This ended up being much more popular than I thought it would be. It's a model of the number of iterations before confirmed escape of Mandelbrot set, namely the equation Z_(n+1) = (Z_n)² + C where Z is the coordinate mapped to a complex number. What I did was increase the value of two (the power) on an interpolation between one and eight, using OSL, just to see how it looked. The result was a little boring, but the progression was amazing. (And yes, it is one through eight—each power of N has N-1 spires; with two having one spire and being the traditional Mandelbrot, one being a boring circle, and eight having seven spires.)
The funny thing about the Mandelbrot set, which I intend to render in a future video, is that while it's clearly of finite area, it is of literally unlimited perimeter. The further you zoom in, the squirrlier it gets. I'll check on this later on as part of my book.
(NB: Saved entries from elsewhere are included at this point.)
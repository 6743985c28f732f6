//! Match rules: flip acceptance, pair resolution and scoring.
//!
//! The engine is time-agnostic. It reports when a pair is complete and the
//! caller decides when to apply `resolve`.

pub mod engine;

pub use engine::{FlipResult, MatchEngine, PendingPair, RejectReason, Resolution};
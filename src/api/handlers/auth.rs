use axum::{extract::State, response::IntoResponse, Json, http::StatusCode};
use crate::state::AppState;
use crate::error::AppError;
use crate::api::dtos::requests::{LoginRequest, SignupRequest};
use crate::api::dtos::responses::AuthResponse;
use crate::domain::models::auth::UserProfile;
use crate::domain::models::user::User;
use std::sync::Arc;
use tower_cookies::{Cookies, Cookie};
use tower_cookies::cookie::SameSite;
use time::Duration;
use argon2::{Argon2, PasswordHash, PasswordHasher, PasswordVerifier};
use argon2::password_hash::{rand_core::OsRng, SaltString};
use tracing::info;

pub async fn signup(
    State(state): State<Arc<AppState>>,
    cookies: Cookies,
    Json(payload): Json<SignupRequest>,
) -> Result<impl IntoResponse, AppError> {
    if payload.email.trim().is_empty() || !payload.email.contains('@') {
        return Err(AppError::Validation("A valid email is required".into()));
    }
    if payload.password.len() < 8 {
        return Err(AppError::Validation("Password must be at least 8 characters".into()));
    }

    if state.user_repo.find_by_email(&payload.email).await?.is_some() {
        return Err(AppError::Conflict("An account with this email already exists".into()));
    }

    let salt = SaltString::generate(&mut OsRng);
    let password_hash = Argon2::default()
        .hash_password(payload.password.as_bytes(), &salt)
        .map_err(|_| AppError::Internal)?
        .to_string();

    let user = state.user_repo.create(&User::new(payload.email, password_hash)).await?;

    let token = state.auth_service.issue_token(&user)?;
    set_auth_cookie(&cookies, &token);

    info!("User signed up: {}", user.id);

    Ok((
        StatusCode::CREATED,
        Json(AuthResponse {
            user: UserProfile {
                id: user.id,
                email: user.email,
            },
        }),
    ))
}

pub async fn login(
    State(state): State<Arc<AppState>>,
    cookies: Cookies,
    Json(payload): Json<LoginRequest>,
) -> Result<impl IntoResponse, AppError> {
    let user = state.user_repo.find_by_email(&payload.email).await?
        .ok_or(AppError::Unauthorized)?;

    let parsed_hash = PasswordHash::new(&user.password_hash)
        .map_err(|_| AppError::Internal)?;

    Argon2::default().verify_password(payload.password.as_bytes(), &parsed_hash)
        .map_err(|_| AppError::Unauthorized)?;

    let token = state.auth_service.issue_token(&user)?;
    set_auth_cookie(&cookies, &token);

    info!("User logged in: {}", user.id);

    Ok(Json(AuthResponse {
        user: UserProfile {
            id: user.id,
            email: user.email,
        },
    }))
}

pub async fn logout(cookies: Cookies) -> Result<impl IntoResponse, AppError> {
    cookies.remove(Cookie::build(("access_token", "")).path("/").into());

    info!("User logged out");

    Ok(StatusCode::OK)
}

fn set_auth_cookie(cookies: &Cookies, token: &str) {
    let mut cookie = Cookie::new("access_token", token.to_string());
    cookie.set_http_only(true);
    cookie.set_secure(true);
    cookie.set_same_site(SameSite::Strict);
    cookie.set_path("/");
    cookie.set_max_age(Duration::hours(24));
    cookies.add(cookie);
}
use axum::{
    extract::{FromRequestParts, FromRef},
    http::{request::Parts, StatusCode},
};
use crate::state::AppState;
use crate::domain::models::user::User;
use std::sync::Arc;
use tower_cookies::Cookies;
use tracing::Span;

pub struct AuthUser(pub User);

impl<S> FromRequestParts<S> for AuthUser
where
    S: Send + Sync,
    Arc<AppState>: FromRef<S>,
{
    type Rejection = StatusCode;

    async fn from_request_parts(parts: &mut Parts, state: &S) -> Result<Self, Self::Rejection> {
        let cookies = parts.extensions.get::<Cookies>()
            .ok_or(StatusCode::INTERNAL_SERVER_ERROR)?;

        let access_token = cookies.get("access_token")
            .ok_or(StatusCode::UNAUTHORIZED)?
            .value()
            .to_string();

        let app_state = <Arc<AppState> as FromRef<S>>::from_ref(state);

        let claims = app_state.auth_service.verify_token(&access_token)
            .map_err(|_| StatusCode::UNAUTHORIZED)?;

        let user = User {
            id: claims.sub,
            email: claims.email,
            password_hash: "".to_string(),
            created_at: chrono::Utc::now(),
        };

        Span::current().record("user_id", &user.id);

        Ok(AuthUser(user))
    }
}
use axum::{extract::State, response::IntoResponse, Json, http::StatusCode};
use crate::state::AppState;
use crate::api::extractors::auth::AuthUser;
use crate::api::dtos::requests::CreateTheaterRequest;
use crate::domain::models::theater::Theater;
use crate::error::AppError;
use std::sync::Arc;
use tracing::info;

pub async fn list_theaters(
    State(state): State<Arc<AppState>>,
) -> Result<impl IntoResponse, AppError> {
    let theaters = state.theater_repo.list().await?;
    Ok(Json(theaters))
}

pub async fn create_theater(
    State(state): State<Arc<AppState>>,
    AuthUser(_user): AuthUser,
    Json(payload): Json<CreateTheaterRequest>,
) -> Result<impl IntoResponse, AppError> {
    if payload.name.trim().is_empty() {
        return Err(AppError::Validation("Theater name is required".into()));
    }

    let theater = state.theater_repo
        .create(&Theater::new(payload.name, payload.location))
        .await?;

    info!("Theater created: {}", theater.id);

    Ok((StatusCode::CREATED, Json(theater)))
}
The whole thing was done in OSL in Blender, back on version 2.79 I think. Maybe 2.80. I think the majority of the confusion is in how I managed to work with complex numbers in a language that inherently does not support them; but if you want to see how it's done, you'll just have to purchase "The Warrior Poet's Guide to OSL" when it comes out and read it until close to the end. I promise you'll be a much better graphics-ninja for it.
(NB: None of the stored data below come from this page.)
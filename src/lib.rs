pub mod api;
pub mod config;
pub mod domain;
pub mod error;
pub mod infra;
pub mod state;
pub mod background;

use crate::background::AvailabilityScheduler;
use crate::config::Config;
use crate::infra::factory::bootstrap_state;
use api::router::create_router;
use std::sync::Arc;
use std::time::Duration;
use tracing::info;
use tracing_appender::non_blocking::WorkerGuard;
use tracing_subscriber::{layer::SubscriberExt, util::SubscriberInitExt, EnvFilter, Layer};

pub fn init_logging() -> WorkerGuard {
    let file_appender = tracing_appender::rolling::daily("./logs", "cinema-backend.log");
    let (non_blocking, guard) = tracing_appender::non_blocking(file_appender);

    let file_layer = tracing_subscriber::fmt::layer()
        .with_target(true)
        .json()
        .with_writer(non_blocking)
        .with_filter(EnvFilter::new("info,cinema_backend=debug"));

    let stdout_layer = tracing_subscriber::fmt::layer()
        .pretty()
        .with_target(false)
        .with_filter(EnvFilter::try_from_default_env().unwrap_or_else(|_| "info".into()));

    tracing_subscriber::registry()
        .with(stdout_layer)
        .with(file_layer)
        .init();

    info!("Logging initialized. Writing JSON logs to ./logs/");
    guard
}

pub async fn run() {
    let _guard = init_logging();

    let config = Config::from_env();
    let state = bootstrap_state(&config).await;
    let state_arc = Arc::new(state);

    let scheduler = AvailabilityScheduler::new(
        state_arc.clone(),
        Duration::from_secs(config.scheduler_interval_secs),
    );
    scheduler.start().await;

    let app = create_router(state_arc);

    let listener = tokio::net::TcpListener::bind(format!("0.0.0.0:{}", config.port))
        .await
        .unwrap();

    info!("🚀 Server running on port {}", config.port);
    axum::serve(listener, app).await.unwrap();
}
use std::str::FromStr;
use std::sync::Arc;
use std::time::Duration;
use sqlx::{postgres::{PgPoolOptions, PgConnectOptions}, sqlite::{SqlitePoolOptions, SqliteJournalMode, SqliteConnectOptions}};
use sqlx::{PgPool, SqlitePool, ConnectOptions};
use tracing::info;
use tracing::log::LevelFilter;

use crate::config::Config;
use crate::state::{AppState, WizardSessions};
use crate::domain::services::auth_service::AuthService;
use crate::infra::payments::mock_gateway::MockPaymentGateway;
use crate::infra::repositories::{
    postgres_booking_repo::PostgresBookingRepo, postgres_movie_repo::PostgresMovieRepo,
    postgres_showtime_repo::PostgresShowtimeRepo, postgres_theater_repo::PostgresTheaterRepo,
    postgres_user_repo::PostgresUserRepo,
    sqlite_booking_repo::SqliteBookingRepo, sqlite_movie_repo::SqliteMovieRepo,
    sqlite_showtime_repo::SqliteShowtimeRepo, sqlite_theater_repo::SqliteTheaterRepo,
    sqlite_user_repo::SqliteUserRepo,
};

pub async fn bootstrap_state(config: &Config) -> AppState {
    let database_url = &config.database_url;

    let auth_service = Arc::new(AuthService::new(config));
    let payment_gateway = Arc::new(MockPaymentGateway::new(Duration::from_millis(
        config.payment_processing_ms,
    )));
    let wizard_sessions = Arc::new(WizardSessions::new());

    if database_url.starts_with("postgres://") || database_url.starts_with("postgresql://") {
        info!("Initializing PostgreSQL connection...");

        let mut opts: PgConnectOptions = database_url.parse().expect("Invalid Postgres URL");
        opts = opts.log_statements(LevelFilter::Debug)
            .log_slow_statements(LevelFilter::Warn, Duration::from_millis(500));

        let pool = PgPoolOptions::new()
            .max_connections(10)
            .connect_with(opts)
            .await
            .expect("Failed to connect to Postgres");

        run_postgres_migrations(&pool).await;

        AppState {
            config: config.clone(),
            movie_repo: Arc::new(PostgresMovieRepo::new(pool.clone())),
            theater_repo: Arc::new(PostgresTheaterRepo::new(pool.clone())),
            showtime_repo: Arc::new(PostgresShowtimeRepo::new(pool.clone())),
            booking_repo: Arc::new(PostgresBookingRepo::new(pool.clone())),
            user_repo: Arc::new(PostgresUserRepo::new(pool.clone())),
            auth_service,
            payment_gateway,
            wizard_sessions,
        }
    } else {
        info!("Initializing SQLite connection with WAL Mode...");

        let opts = SqliteConnectOptions::from_str(database_url)
            .expect("Invalid SQLite connection string")
            .create_if_missing(true)
            .journal_mode(SqliteJournalMode::Wal)
            .busy_timeout(Duration::from_secs(5))
            .log_statements(LevelFilter::Debug)
            .log_slow_statements(LevelFilter::Warn, Duration::from_millis(500));

        let pool = SqlitePoolOptions::new()
            .max_connections(5)
            .connect_with(opts)
            .await
            .expect("Failed to connect to SQLite");

        run_sqlite_migrations(&pool).await;

        AppState {
            config: config.clone(),
            movie_repo: Arc::new(SqliteMovieRepo::new(pool.clone())),
            theater_repo: Arc::new(SqliteTheaterRepo::new(pool.clone())),
            showtime_repo: Arc::new(SqliteShowtimeRepo::new(pool.clone())),
            booking_repo: Arc::new(SqliteBookingRepo::new(pool.clone())),
            user_repo: Arc::new(SqliteUserRepo::new(pool.clone())),
            auth_service,
            payment_gateway,
            wizard_sessions,
        }
    }
}

async fn run_postgres_migrations(pool: &PgPool) {
    sqlx::migrate!("./migrations/postgres")
        .run(pool)
        .await
        .expect("Failed to run Postgres migrations");
}

async fn run_sqlite_migrations(pool: &SqlitePool) {
    sqlx::migrate!("./migrations/sqlite")
        .run(pool)
        .await
        .expect("Failed to run SQLite migrations");
}
use crate::domain::{models::theater::Theater, ports::TheaterRepository};
use crate::error::AppError;
use async_trait::async_trait;
use sqlx::PgPool;

pub struct PostgresTheaterRepo {
    pool: PgPool,
}

impl PostgresTheaterRepo {
    pub fn new(pool: PgPool) -> Self {
        Self { pool }
    }
}

#[async_trait]
impl TheaterRepository for PostgresTheaterRepo {
    async fn create(&self, theater: &Theater) -> Result<Theater, AppError> {
        sqlx::query_as::<_, Theater>(
            "INSERT INTO theaters (id, name, location, created_at) VALUES ($1, $2, $3, $4) RETURNING *"
        )
            .bind(&theater.id).bind(&theater.name).bind(&theater.location).bind(theater.created_at)
            .fetch_one(&self.pool).await.map_err(AppError::Database)
    }
    async fn find_by_id(&self, id: &str) -> Result<Option<Theater>, AppError> {
        sqlx::query_as::<_, Theater>("SELECT * FROM theaters WHERE id = $1").bind(id).fetch_optional(&self.pool).await.map_err(AppError::Database)
    }
    async fn list(&self) -> Result<Vec<Theater>, AppError> {
        sqlx::query_as::<_, Theater>("SELECT * FROM theaters ORDER BY name ASC").fetch_all(&self.pool).await.map_err(AppError::Database)
    }
}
I was a little hesitant about including this, as to be fair I rendered it, I didn't "design" it. No one did. The Mandelbrot set has been called "the fingerprint of God", and has been zoomed in by an absurd amount without ever finding an orderly repeating pattern or an end. However, I did think to render the number of iterations of N before it escaped as a color value; and in fact also did it as a blackbody glow temperature but never got around to uploading it. I think the result is charming.
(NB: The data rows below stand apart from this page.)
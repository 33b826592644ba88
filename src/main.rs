#[tokio::main]
async fn main() {
    cinema_backend::run().await;
}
The camera was kept in orthographic mode at a consistent distance from the plane that the rendering was on; with the OSL script piped to an emissive value in an otherwise dark and endless environment. 3D software, after all, would be a lot harder if we didn't master the first two! In all seriousness, I'm considering zooming the camera in along a logarithm for my next rendering; so it will forever be getting closer to the image but never quite reaching it. I think I can bring out the incredible weirdness of the Mandelbrot meta-shape.